Paul DePodesta, the Mets’ new vice president of player development and amateur scouting, probably would, too.
“We’re still going to be wrong, probably often,” DePodesta said Tuesday on a media conference call.
DePodesta, you see, understands baseball’s deepest truth. No one, no matter how intelligent, can figure this game out.
Not Giants executive Tony Siegle, who said, “We’ve shown Moneyball is a bunch of garbage,” after the Giants won the World Series.
Not all the statistically-minded critics of Giants general manager Brian Sabean, some of whom have yet to acknowledge that he did a pretty fair job.
Again, who are these people? Are there people who have been critical of Sabean for, say, the big money deals he gave to Barry Zito and Aaron Rowand? Sure. Shouldn’t there be? But I’ll bet that the overwhelming majority of those critics would be happy to give Sabean credit for Tim Lincecum and Matt Cain and Madison Bumgarner and Buster Posey. I’ll bet they’d give him credit for picking up Cody Ross as well, even if they’d be quick to acknowledge that they got plenty lucky with him in the postseason. Because really, that’s basically the Moneyball theory isn’t it? They built around a corps of very good, cheap, homegrown starters, added a cheap and effective closer, rigged up an offense of cast offs, and then got a little bit lucky when they needed it. Frankly, I can imagine Billy Beane putting together basically the same exact team the Giants fielded, minus the Zitos and Rowands and Renterias.
The debate over “Moneyball” is tired. The concept, seven years after the release of the book, remains misunderstood. And the zealots on both sides are baseball’s version of political extremists, blinded by their respective beliefs.
I’m going to point this out now and come back to it later, because Rosenthal basically refutes it himself. But suffice it to say, these people don’t truly exist either because, at it’s heart, Moneyball is totally non-controversial. To the extent that there are “zealots” arguing over it, they’re either dealing with tangential aspects of the book or using it as a stand in for other arguments.
“I’ve seen a couple of people refer to it as, ‘Moneyball with money,’” DePodesta said. “That’s the Red Sox. In many respects, that’s the Yankees.”
DePodesta then rattled off the names of three leading American investors who try to exploit inefficiencies in their own markets — Warren Buffett, Jeremy Grantham and Bill Miller.
“Moneyball, I think, has taken on a lot of connotations that weren’t really intended or don’t really make sense,” DePodesta said. “In my mind, Moneyball really has absolutely nothing to do with on-base percentage. For that matter, it really doesn’t have anything even to do with statistics.

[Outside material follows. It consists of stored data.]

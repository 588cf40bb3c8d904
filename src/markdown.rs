//! Markdown Rendering
//!
//! Long-form body copy (blog excerpts, brochure intros) is authored as
//! markdown and rendered to HTML with pulldown-cmark.

use pulldown_cmark::{html::push_html, Options, Parser};

fn get_options() -> Options {
    let mut options = Options::empty();
    options.insert(Options::ENABLE_STRIKETHROUGH);
    options.insert(Options::ENABLE_SMART_PUNCTUATION);
    options
}

/// Parse markdown to an HTML fragment
pub fn render_markdown(text: &str) -> String {
    let parser = Parser::new_ext(text, get_options());
    let mut html_output = String::new();
    push_html(&mut html_output, parser);
    html_output
}

/// Parse markdown for inline use (strips the outer <p> tags)
pub fn render_markdown_inline(text: &str) -> String {
    let html = render_markdown(text);

    html.trim()
        .strip_prefix("<p>")
        .and_then(|s| s.strip_suffix("</p>"))
        .map(|s| s.to_string())
        .unwrap_or(html)
}

#[cfg(test)]
mod tests {
    use super::*;

    #[test]
    fn paragraphs_are_wrapped() {
        let html = render_markdown("Hand-built cabinetry, fitted to the millimetre.");
        assert!(html.starts_with("<p>"));
        assert!(html.trim_end().ends_with("</p>"));
    }

    #[test]
    fn emphasis_is_rendered() {
        let html = render_markdown("Established in *1888*.");
        assert!(html.contains("<em>1888</em>"));
    }

    #[test]
    fn inline_variant_strips_the_outer_paragraph() {
        let html = render_markdown_inline("Every project starts with a **free** design visit.");
        assert!(!html.starts_with("<p>"));
        assert!(html.contains("<strong>free</strong>"));
    }

    #[test]
    fn inline_variant_keeps_inner_paragraph_boundaries() {
        let html = render_markdown_inline("First paragraph.\n\nSecond paragraph.");
        assert!(html.contains("</p>\n<p>"));
    }
}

This is both the key point and the thing people most often miss. At the end of the day, Moneyball is, as the name would suggest, a theory about business. The wunderkinds [fixed, thanks] in Oakland were concerned with seeking out the qualities the baseball market was undervaluing to build a good team on a budget. This is part of the reason it caught on around the league, because the notion of doing this is pretty self-evident to businessman owners, if not to “rival executives” and former player analysts and scouts who, probably rightly, took the idea as a contention that they were idiots who didn’t know how to put together a baseball team. And that, in essence, is why the book is “controversial,” because people like Dayton Moore and Joe Morgan took it as an insult to them and made it controversial. The rest of this is just using “Moneyball” as a stand in for the argument between new stats and old stats.
I cut out a lot of the middle of the column, but you should go read it because it’s pretty interesting and informative if you haven’t heard all of this before. And I do think Rosenthal has shown a genuine interest in learning more about these arguments and trying to cut through them. But if he really wants to do that, I suggest he be a bit more thorough in making sure he actuall understands what people are arguing, rather than just caricaturing them.
Maybe he can even talk to an actual saberist or blogger, the same way he would a “rival executive.”